El tiempo de uso de la silla también es fundamental para que ésta se vaya desgastando y a la vez te pueda ir provocando problemas de altura. No hay que olvidarse del dicho de que lo barato sale caro y en muchos casos ese es el principal problema. Muchas sillas tienen el origen de su problema en la calidad de sus materiales y en el precio que se ha pagado por ellas. 

¿Tu silla de oficina pierde gas?

En muchos casos es algo habitual. Las sillas de oficina están diseñadas para trabajar en varias áreas, pero en algunos casos nos encontramos con situaciones diversas. Los materiales de las mismas no están fabricados para largas jornadas laborales, y los que lo están se encuentran en un precio relativamente desorbitado. 

Para regular la altura de tu silla de oficina, las sillas cuentan con un elemento denominado “pistón” que permite que se pueda reajustar la altura. Este elemento se encuentra en el interior del cilindro de la base y esto permite que el asiento pueda adaptarse según las circunstancias y las necesidades del cliente.

Es posible que notes que la silla se baja sola o que a veces no se sube tanto como debería subirse. Es algo normal y no es un suceso extraño donde la silla tenga mayores problemas de estabilidad. Con el paso del tiempo notarás como con el uso y desgaste la silla empezará a hundirse y a la vez a perder más presión en el depósito de gas. Esto propiciará que no se pueda garantizar la seguridad y estabilidad en el momento de utilizarla. 

En ocasiones, la base del asiento y la de la silla están conectadas mediante una soldadura. Esto nos permite ajustar la silla y que se pueda mover. El pistón que se encuentra en su interior contiene gas nitrógeno y  en el momento de accionar la palanca, este cambia dentro de las cámaras del cilindro. Eso sí, con el paso del tiempo, es posible que el cilindro empiece a desgastarse por la parte del sello y a la vez el gas sale en forma líquida por el tornillo de unión. 

Los materiales son importantes

La calidad de los materiales en los que está construido y fabricado el pistón en cuestión son importantes. Es posible que estos supongan una pérdida repentina de gas, ya sea por el desgaste por uso o bien por un mal estado de los mismos, llegando a provocar que la silla de oficina pierda fuerza y estabilidad en cualquier situación y momento. 

Se puede evitar esta situación comprando en sitios de confianza o que cuenten con una amplia experiencia en el sector. Muchas veces la propia empresa puede darte unas instrucciones a seguir que comporten un cambio en el funcionamiento de accionado de la silla y esto pueda permitir que se solucione. 
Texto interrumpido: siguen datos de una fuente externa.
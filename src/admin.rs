//! Form state for the admin screens and its conversion into API requests.

use std::collections::BTreeSet;
use std::path::{Path, PathBuf};

use chrono::{DateTime, Local, NaiveDateTime, TimeZone, Utc};

use crate::error::ApiError;
use crate::models::{ContestantId, Gender, ImageUpload, NewContestant, NewVotingLine};

const DEFAULT_MAX_VOTES: &str = "50";
const DATETIME_FORMATS: [&str; 4] = [
    "%Y-%m-%dT%H:%M",
    "%Y-%m-%d %H:%M",
    "%Y-%m-%dT%H:%M:%S",
    "%Y-%m-%d %H:%M:%S",
];

fn invalid(message: &str) -> ApiError {
    ApiError::ValidationFailed(message.to_owned())
}

#[derive(Debug, Clone, Default)]
pub struct ContestantForm {
    pub name: String,
    pub age: String,
    pub gender: Gender,
    pub details: String,
    /// Optional path to an image file on disk.
    pub image_path: String,
}

/// A checked contestant form whose image has not been read yet.
#[derive(Debug, Clone)]
pub struct ContestantDraft {
    pub name: String,
    pub age: u32,
    pub gender: Gender,
    pub details: String,
    pub image_path: Option<PathBuf>,
}

impl ContestantForm {
    pub fn validate(&self) -> Result<ContestantDraft, ApiError> {
        let name = self.name.trim();
        if name.is_empty() {
            return Err(invalid("Name is required."));
        }
        let age = self
            .age
            .trim()
            .parse::<u32>()
            .map_err(|_| invalid("Age must be a whole number."))?;
        let image_path = Some(self.image_path.trim())
            .filter(|p| !p.is_empty())
            .map(PathBuf::from);
        Ok(ContestantDraft {
            name: name.to_owned(),
            age,
            gender: self.gender,
            details: self.details.trim().to_owned(),
            image_path,
        })
    }

    pub fn reset(&mut self) {
        *self = Self::default();
    }
}

impl ContestantDraft {
    /// Reads the image file, if any, and produces the upload payload.
    pub async fn load(self) -> Result<NewContestant, ApiError> {
        let image = match &self.image_path {
            Some(path) => Some(read_image(path).await?),
            None => None,
        };
        Ok(NewContestant {
            name: self.name,
            age: self.age,
            gender: self.gender,
            details: self.details,
            image,
        })
    }
}

async fn read_image(path: &Path) -> Result<ImageUpload, ApiError> {
    let bytes = tokio::fs::read(path).await.map_err(|e| {
        ApiError::ValidationFailed(format!("Could not read {}: {}", path.display(), e))
    })?;
    let file_name = path
        .file_name()
        .map(|n| n.to_string_lossy().into_owned())
        .unwrap_or_else(|| "image".to_owned());
    Ok(ImageUpload { file_name, bytes })
}

#[derive(Debug, Clone)]
pub struct VotingLineForm {
    pub name: String,
    /// Local time, `YYYY-MM-DDTHH:MM`.
    pub start: String,
    pub end: String,
    pub max_votes: String,
    selected: BTreeSet<ContestantId>,
}

impl Default for VotingLineForm {
    fn default() -> Self {
        Self {
            name: String::new(),
            start: String::new(),
            end: String::new(),
            max_votes: DEFAULT_MAX_VOTES.to_owned(),
            selected: BTreeSet::new(),
        }
    }
}

impl VotingLineForm {
    pub fn toggle(&mut self, contestant: ContestantId) {
        if !self.selected.remove(&contestant) {
            self.selected.insert(contestant);
        }
    }

    pub fn is_selected(&self, contestant: ContestantId) -> bool {
        self.selected.contains(&contestant)
    }

    pub fn selected(&self) -> impl Iterator<Item = ContestantId> + '_ {
        self.selected.iter().copied()
    }

    pub fn validate(&self) -> Result<NewVotingLine, ApiError> {
        self.validate_in(&Local)
    }

    /// Like [`validate`](Self::validate) with the form's times read in `tz`.
    pub fn validate_in<Tz: TimeZone>(&self, tz: &Tz) -> Result<NewVotingLine, ApiError> {
        let name = self.name.trim();
        if name.is_empty() {
            return Err(invalid("Line name is required."));
        }
        let start_time = parse_datetime(&self.start, tz)
            .ok_or_else(|| invalid("Start time must look like 2025-01-31T18:00."))?;
        let end_time = parse_datetime(&self.end, tz)
            .ok_or_else(|| invalid("End time must look like 2025-01-31T18:00."))?;
        let max_votes_per_user = self
            .max_votes
            .trim()
            .parse::<u32>()
            .map_err(|_| invalid("Max votes per user must be a whole number."))?;
        Ok(NewVotingLine {
            name: name.to_owned(),
            start_time,
            end_time,
            max_votes_per_user,
            contestant_ids: self.selected().collect(),
        })
    }

    pub fn reset(&mut self) {
        *self = Self::default();
    }
}

pub fn parse_datetime<Tz: TimeZone>(input: &str, tz: &Tz) -> Option<DateTime<Utc>> {
    let input = input.trim();
    DATETIME_FORMATS
        .iter()
        .find_map(|fmt| NaiveDateTime::parse_from_str(input, fmt).ok())
        .and_then(|naive| tz.from_local_datetime(&naive).earliest())
        .map(|dt| dt.with_timezone(&Utc))
}

#[cfg(test)]
mod tests {
    use super::*;
    use chrono::{FixedOffset, TimeZone};

    fn line_form() -> VotingLineForm {
        VotingLineForm {
            name: "Finale".to_owned(),
            start: "2025-03-01T18:00".to_owned(),
            end: "2025-03-01 22:30".to_owned(),
            ..VotingLineForm::default()
        }
    }

    #[test]
    fn contestant_form_requires_name_and_numeric_age() {
        let mut form = ContestantForm {
            name: "  ".to_owned(),
            age: "21".to_owned(),
            ..ContestantForm::default()
        };
        assert!(form.validate().is_err());

        form.name = "Asha".to_owned();
        form.age = "twenty".to_owned();
        assert!(form.validate().is_err());

        form.age = "21".to_owned();
        let draft = form.validate().unwrap();
        assert_eq!(draft.age, 21);
        assert_eq!(draft.gender, Gender::Male);
        assert!(draft.image_path.is_none());
    }

    #[tokio::test]
    async fn contestant_draft_reads_image() {
        let dir = tempfile::tempdir().unwrap();
        let path = dir.path().join("asha.png");
        std::fs::write(&path, [1u8, 2, 3]).unwrap();

        let form = ContestantForm {
            name: "Asha".to_owned(),
            age: "21".to_owned(),
            gender: Gender::Female,
            details: "Singer".to_owned(),
            image_path: path.display().to_string(),
        };
        let contestant = form.validate().unwrap().load().await.unwrap();
        let image = contestant.image.unwrap();
        assert_eq!(image.file_name, "asha.png");
        assert_eq!(image.bytes, vec![1, 2, 3]);
    }

    #[tokio::test]
    async fn missing_image_is_a_validation_error() {
        let form = ContestantForm {
            name: "Asha".to_owned(),
            age: "21".to_owned(),
            image_path: "/definitely/not/here.png".to_owned(),
            ..ContestantForm::default()
        };
        let result = form.validate().unwrap().load().await;
        assert!(matches!(result, Err(ApiError::ValidationFailed(_))));
    }

    #[test]
    fn selection_behaves_as_a_set() {
        let mut form = line_form();
        form.toggle(3);
        form.toggle(1);
        form.toggle(3);
        form.toggle(2);
        assert!(form.is_selected(1));
        assert!(!form.is_selected(3));

        let line = form.validate_in(&Utc).unwrap();
        assert_eq!(line.contestant_ids, vec![1, 2]);
        assert_eq!(line.max_votes_per_user, 50);
    }

    #[test]
    fn times_are_converted_to_utc() {
        let ist = FixedOffset::east_opt(5 * 3600 + 1800).unwrap();
        let line = line_form().validate_in(&ist).unwrap();
        assert_eq!(
            line.start_time,
            Utc.with_ymd_and_hms(2025, 3, 1, 12, 30, 0).unwrap()
        );
        assert_eq!(line.end_time, Utc.with_ymd_and_hms(2025, 3, 1, 17, 0, 0).unwrap());
    }

    #[test]
    fn bad_fields_are_rejected() {
        let mut form = line_form();
        form.start = "tomorrow".to_owned();
        assert!(form.validate_in(&Utc).is_err());

        let mut form = line_form();
        form.max_votes = "-1".to_owned();
        assert!(form.validate_in(&Utc).is_err());

        let mut form = line_form();
        form.name.clear();
        assert!(form.validate_in(&Utc).is_err());
    }

    #[test]
    fn reset_restores_defaults() {
        let mut form = line_form();
        form.toggle(9);
        form.max_votes = "10".to_owned();
        form.reset();
        assert!(form.name.is_empty());
        assert_eq!(form.max_votes, "50");
        assert_eq!(form.selected().count(), 0);
    }
}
Es posible que si compras una silla más económica tenga una baja calidad, y esto se ve reflejado directamente en los materiales, la ergonomía y la experiencia de uso de la misma. Por ello, se recomienda que se asegure antes de la compra que los materiales de la silla sean de buena calidad y así evitar posibles pérdidas de gas.

Si quieres ir a lo seguro, te recomendamos que el material de la silla de oficina y de su pistón sea apostar por el metal. Es un elemento que proporciona un extra de seguridad y garantiza que sea duradero. De este modo, su vida útil es mayor y no tienes que pensar en posibles reparaciones a corto plazo. Eso sí, el plástico no supone una inferioridad en cuanto a las prestaciones o los acabados, siempre y cuando se trate de reforzado o poliamida. 

Los pistones son uno de los elementos más especiales que existen en una silla de oficina, especialmente por su rendimiento y durabilidad. Los acabados de la silla pueden comportar posibles pérdidas de gas, pero siempre se pueden solucionar cambiándolos a tiempo.